Brain tumours in infancy have a different biology to tumours presenting later in childhood (table 1). Supratentorial astrocytomas, medulloblastomas (including PNET), and choroid plexus tumours are the most common tumours of infancy, whereas later in childhood, the commonest tumours are infratentorial astrocytomas and medulloblastomas. Tumours of infancy are predominantly supratentorial, with a shift to infratentorial predominance at around 2 years of age.9

Table 1

UK study of brain tumours in the first two years of life9

Imaging of congenital neoplasms presents its own difficulties. Cranial ultrasonography has the advantage of being performed at the cotside but computed tomography and MRI provide more detailed images and are recommended for brain stem and posterior fossa tumours where bone artefact can obscure anatomical details on ultrasonography.10 MRI provides finer detail than computed tomography and sagittal views that computed tomography cannot provide. Before effective imaging, many congenital intracranial neoplasms were diagnosed at necropsy.11 However, there are now 20 reports of antenatal ultrasound diagnosis.12 The median gestational age at the time of diagnosis in these cases was 31.5 weeks.
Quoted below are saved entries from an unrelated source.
//! Runtime measurement entity model (PRD-03).
//!
//! Measurements are append-only: no update DTO and no `updated_at` column.
//! The "current runtime" of an asset is the row with the latest
//! `measured_at`, not the latest insert.

use plantops_core::types::{DbId, Timestamp};
use serde::{Deserialize, Serialize};
use sqlx::FromRow;

/// A row from the `runtime_measurements` table. Immutable once created.
#[derive(Debug, Clone, FromRow, Serialize)]
pub struct RuntimeMeasurement {
    pub id: DbId,
    pub asset_id: DbId,
    /// Hour-meter reading; monotonic non-decreasing by convention.
    pub reported_hours: f64,
    /// When the reading was taken.
    pub measured_at: Timestamp,
    /// Where the reading came from (gauge, SCADA export, operator entry).
    pub source: Option<String>,
    pub recorded_by: Option<DbId>,
    pub created_at: Timestamp,
}

/// DTO for recording a new measurement.
#[derive(Debug, Clone, Deserialize)]
pub struct CreateRuntimeMeasurement {
    pub asset_id: DbId,
    pub reported_hours: f64,
    pub measured_at: Timestamp,
    pub source: Option<String>,
    pub recorded_by: Option<DbId>,
}
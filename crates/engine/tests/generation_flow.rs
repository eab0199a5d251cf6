//! Integration tests for the work order generation engine.
//!
//! Covers the central correctness property (idempotent generation), the
//! never-executed policy, advance-window pre-generation, auto-approval with
//! a frozen form snapshot, and the completion observer feeding the next
//! cycle's baseline.

use plantops_core::generation::SkipReason;
use plantops_core::work_order::WorkOrderSource;
use plantops_db::models::asset::CreateAsset;
use plantops_db::models::form::{CreateForm, CreateFormTask};
use plantops_db::models::routine::CreateRoutine;
use plantops_db::models::runtime_measurement::CreateRuntimeMeasurement;
use plantops_db::models::status::WorkOrderStatus;
use plantops_db::repositories::{AssetRepo, EventRepo, FormRepo, RoutineRepo, RuntimeMeasurementRepo};
use plantops_engine::generation::{generate_due_work_orders, generate_for_routine, GenerationOutcome};
use plantops_engine::EngineError;
use plantops_events::{EventBus, EventPersistence};
use sqlx::PgPool;

// ---------------------------------------------------------------------------
// Helpers
// ---------------------------------------------------------------------------

fn new_asset(code: &str) -> CreateAsset {
    CreateAsset {
        name: format!("Compressor {code}"),
        code: code.to_string(),
        plant: "north".to_string(),
        area: None,
        sector: None,
        is_active: None,
    }
}

fn runtime_routine(asset_id: i64) -> CreateRoutine {
    CreateRoutine {
        asset_id,
        name: "100h service".to_string(),
        trigger_type: "runtime_hours".to_string(),
        trigger_runtime_hours: Some(100.0),
        trigger_calendar_days: None,
        advance_window: 10.0,
        execution_mode: Some("automatic".to_string()),
        is_active: None,
        auto_approve_work_orders: None,
        default_priority: None,
        discipline: "maintenance".to_string(),
        category: "preventive".to_string(),
        work_order_type_id: None,
        form_id: None,
    }
}

async fn record_hours(pool: &PgPool, asset_id: i64, hours: f64) {
    RuntimeMeasurementRepo::create(
        pool,
        &CreateRuntimeMeasurement {
            asset_id,
            reported_hours: hours,
            measured_at: chrono::Utc::now(),
            source: Some("test".to_string()),
            recorded_by: None,
        },
    )
    .await
    .unwrap();
}

async fn set_baseline(pool: &PgPool, routine_id: i64, hours: f64) {
    sqlx::query("UPDATE routines SET last_execution_runtime_hours = $2 WHERE id = $1")
        .bind(routine_id)
        .bind(hours)
        .execute(pool)
        .await
        .unwrap();
}

// ---------------------------------------------------------------------------
// Idempotent generation
// ---------------------------------------------------------------------------

#[sqlx::test(migrations = "../../db/migrations")]
async fn scan_is_idempotent(pool: PgPool) {
    let bus = EventBus::default();
    let asset = AssetRepo::create(&pool, &new_asset("CMP-001")).await.unwrap();
    let routine = RoutineRepo::create(&pool, &runtime_routine(asset.id)).await.unwrap();
    set_baseline(&pool, routine.id, 80.0).await;
    record_hours(&pool, asset.id, 190.0).await;

    let first = generate_due_work_orders(&pool, &bus).await.unwrap();
    assert_eq!(first.len(), 1);
    assert_eq!(first[0].asset_id, asset.id);
    assert_eq!(
        first[0].source().unwrap(),
        WorkOrderSource::Routine { routine_id: routine.id }
    );

    // Second scan at the same instant: the open order covers the cycle.
    let second = generate_due_work_orders(&pool, &bus).await.unwrap();
    assert!(second.is_empty());
}

#[sqlx::test(migrations = "../../db/migrations")]
async fn generated_events_reach_the_audit_table(pool: PgPool) {
    let bus = EventBus::default();
    let sink = tokio::spawn(EventPersistence::run(pool.clone(), bus.subscribe()));

    let asset = AssetRepo::create(&pool, &new_asset("CMP-050")).await.unwrap();
    RoutineRepo::create(&pool, &runtime_routine(asset.id)).await.unwrap();
    let created = generate_due_work_orders(&pool, &bus).await.unwrap();
    let order_id = created[0].id;

    // Closing the bus drains the sink before it exits.
    drop(bus);
    sink.await.unwrap();

    let events = EventRepo::list_for_subject(&pool, "work_order", order_id)
        .await
        .unwrap();
    assert_eq!(events.len(), 1);
    assert_eq!(events[0].event_type, "work_order.generated");
    assert_eq!(events[0].payload["auto_approved"], false);
}

#[sqlx::test(migrations = "../../db/migrations")]
async fn routine_not_due_generates_nothing(pool: PgPool) {
    let bus = EventBus::default();
    let asset = AssetRepo::create(&pool, &new_asset("CMP-002")).await.unwrap();
    let routine = RoutineRepo::create(&pool, &runtime_routine(asset.id)).await.unwrap();
    set_baseline(&pool, routine.id, 80.0).await;
    // 50 hours elapsed, 50 until due, outside the 10-hour window.
    record_hours(&pool, asset.id, 130.0).await;

    let created = generate_due_work_orders(&pool, &bus).await.unwrap();
    assert!(created.is_empty());
}

#[sqlx::test(migrations = "../../db/migrations")]
async fn never_executed_routine_is_immediately_due(pool: PgPool) {
    let bus = EventBus::default();
    let asset = AssetRepo::create(&pool, &new_asset("CMP-003")).await.unwrap();
    // No baseline, no measurements at all.
    RoutineRepo::create(&pool, &runtime_routine(asset.id)).await.unwrap();

    let created = generate_due_work_orders(&pool, &bus).await.unwrap();
    assert_eq!(created.len(), 1);

    // Still exactly one after another pass.
    let again = generate_due_work_orders(&pool, &bus).await.unwrap();
    assert!(again.is_empty());
}

// ---------------------------------------------------------------------------
// Auto-approval and snapshot attachment (end-to-end scenario)
// ---------------------------------------------------------------------------

#[sqlx::test(migrations = "../../db/migrations")]
async fn due_routine_generates_approved_order_with_snapshot(pool: PgPool) {
    let bus = EventBus::default();
    let asset = AssetRepo::create(&pool, &new_asset("CMP-010")).await.unwrap();

    let form = FormRepo::create(
        &pool,
        &CreateForm {
            name: "Service checklist".to_string(),
            description: None,
        },
    )
    .await
    .unwrap();
    FormRepo::create_task(
        &pool,
        &CreateFormTask {
            form_id: form.id,
            task_type: "question".to_string(),
            description: "Check oil level".to_string(),
            is_required: Some(true),
            position: None,
            config: None,
        },
    )
    .await
    .unwrap();

    let mut input = runtime_routine(asset.id);
    input.form_id = Some(form.id);
    input.auto_approve_work_orders = Some(true);
    let routine = RoutineRepo::create(&pool, &input).await.unwrap();

    // Publishing points the routine at the new version.
    plantops_engine::versioning::publish_form(&pool, &bus, form.id, Some(1))
        .await
        .unwrap();
    let routine = RoutineRepo::find_by_id(&pool, routine.id).await.unwrap().unwrap();
    assert!(routine.active_form_version_id.is_some());

    set_baseline(&pool, routine.id, 80.0).await;
    record_hours(&pool, asset.id, 190.0).await;

    let created = generate_due_work_orders(&pool, &bus).await.unwrap();
    assert_eq!(created.len(), 1);
    let order = &created[0];
    assert_eq!(order.status_id, WorkOrderStatus::Approved.id());
    assert!(order.approved_at.is_some());
    let snapshot = order.form_snapshot.as_ref().expect("snapshot attached");
    assert_eq!(snapshot["tasks"][0]["description"], "Check oil level");
}

// ---------------------------------------------------------------------------
// Manual routines
// ---------------------------------------------------------------------------

#[sqlx::test(migrations = "../../db/migrations")]
async fn manual_routine_ignored_by_scan_but_generates_explicitly(pool: PgPool) {
    let bus = EventBus::default();
    let asset = AssetRepo::create(&pool, &new_asset("CMP-020")).await.unwrap();
    let mut input = runtime_routine(asset.id);
    input.execution_mode = Some("manual".to_string());
    let routine = RoutineRepo::create(&pool, &input).await.unwrap();

    assert!(generate_due_work_orders(&pool, &bus).await.unwrap().is_empty());

    let outcome = generate_for_routine(&pool, &bus, routine.id, Some(7)).await.unwrap();
    let order = match outcome {
        GenerationOutcome::Created(order) => order,
        GenerationOutcome::Skipped(reason) => panic!("expected creation, got skip: {reason:?}"),
    };
    assert_eq!(order.requested_by, Some(7));

    // The duplicate guard applies to explicit generation too.
    let outcome = generate_for_routine(&pool, &bus, routine.id, Some(7)).await.unwrap();
    assert!(matches!(
        outcome,
        GenerationOutcome::Skipped(SkipReason::DuplicateOpen)
    ));
}

#[sqlx::test(migrations = "../../db/migrations")]
async fn explicit_generation_for_missing_routine_fails(pool: PgPool) {
    let bus = EventBus::default();
    let result = generate_for_routine(&pool, &bus, 9999, None).await;
    assert!(matches!(result, Err(EngineError::Core(_))));
}

// ---------------------------------------------------------------------------
// Lifecycle and the completion observer
// ---------------------------------------------------------------------------

#[sqlx::test(migrations = "../../db/migrations")]
async fn illegal_transition_rejected_without_mutation(pool: PgPool) {
    let bus = EventBus::default();
    let asset = AssetRepo::create(&pool, &new_asset("CMP-030")).await.unwrap();
    RoutineRepo::create(&pool, &runtime_routine(asset.id)).await.unwrap();
    let created = generate_due_work_orders(&pool, &bus).await.unwrap();
    let order = &created[0];

    plantops_engine::work_order::transition(&pool, &bus, order.id, WorkOrderStatus::Approved, Some(1))
        .await
        .unwrap();

    // approved -> closed is not an edge.
    let result =
        plantops_engine::work_order::transition(&pool, &bus, order.id, WorkOrderStatus::Closed, Some(1))
            .await;
    assert!(matches!(result, Err(EngineError::Core(_))));

    let unchanged = plantops_db::repositories::WorkOrderRepo::find_by_id(&pool, order.id)
        .await
        .unwrap()
        .unwrap();
    assert_eq!(unchanged.status_id, WorkOrderStatus::Approved.id());
}

#[sqlx::test(migrations = "../../db/migrations")]
async fn completing_order_records_routine_baseline(pool: PgPool) {
    let bus = EventBus::default();
    let asset = AssetRepo::create(&pool, &new_asset("CMP-031")).await.unwrap();
    let routine = RoutineRepo::create(&pool, &runtime_routine(asset.id)).await.unwrap();
    record_hours(&pool, asset.id, 250.0).await;

    let created = generate_due_work_orders(&pool, &bus).await.unwrap();
    let order = &created[0];
    for status in [
        WorkOrderStatus::Approved,
        WorkOrderStatus::Executing,
        WorkOrderStatus::Completed,
    ] {
        plantops_engine::work_order::transition(&pool, &bus, order.id, status, Some(1))
            .await
            .unwrap();
    }

    let routine = RoutineRepo::find_by_id(&pool, routine.id).await.unwrap().unwrap();
    assert_eq!(routine.last_execution_runtime_hours, Some(250.0));
    assert!(routine.last_execution_completed_at.is_some());

    // With the baseline at 250 and no new hours, the routine is not due.
    let after = generate_due_work_orders(&pool, &bus).await.unwrap();
    assert!(after.is_empty());
}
In the case presented, the presence of a normal early scan suggests tumour genesis or growth in the second or third trimester of pregnancy.

The management of congenital intracranial neoplasms is controversial, and, in the absence of definitive trial data, highly individual. There is a current trend towards initial surgical management with complete excision or maximal debulking of the tumour followed by radiotherapy or chemotherapy. Various regimens have been used,5 7 13with a trend towards avoiding radiotherapy if at all possible in the developing brain. The current prognosis for choroid plexus papilloma is excellent, with almost 100% disease free survival following surgical resection.5 However, the results for other histological types of tumour are variable, with two year survivals of tumours presenting at birth ranging between 7 and 70%.5 6 9

We suggest that there should be a high index of suspicion for congenital intracranial tumours in any infant presenting with hydrocephalus not noted on early antenatal scans. These infants present unique challenges in diagnosis, often requiring computed tomography and MRI scanning in addition to postnatal cranial ultrasonography. Management is also complex, involving dilemmas of ethics and medical management and should be determined in conjunction with a paediatric neuro-oncologist.

References

Figure 1

T1 weighted MRI scan (sagittal section): CSF looks grey due to high protein content.

Figure 2

T1 weighted MRI scan (coronal section).

Figure 3

T2 weighted MRI scan (transverse section).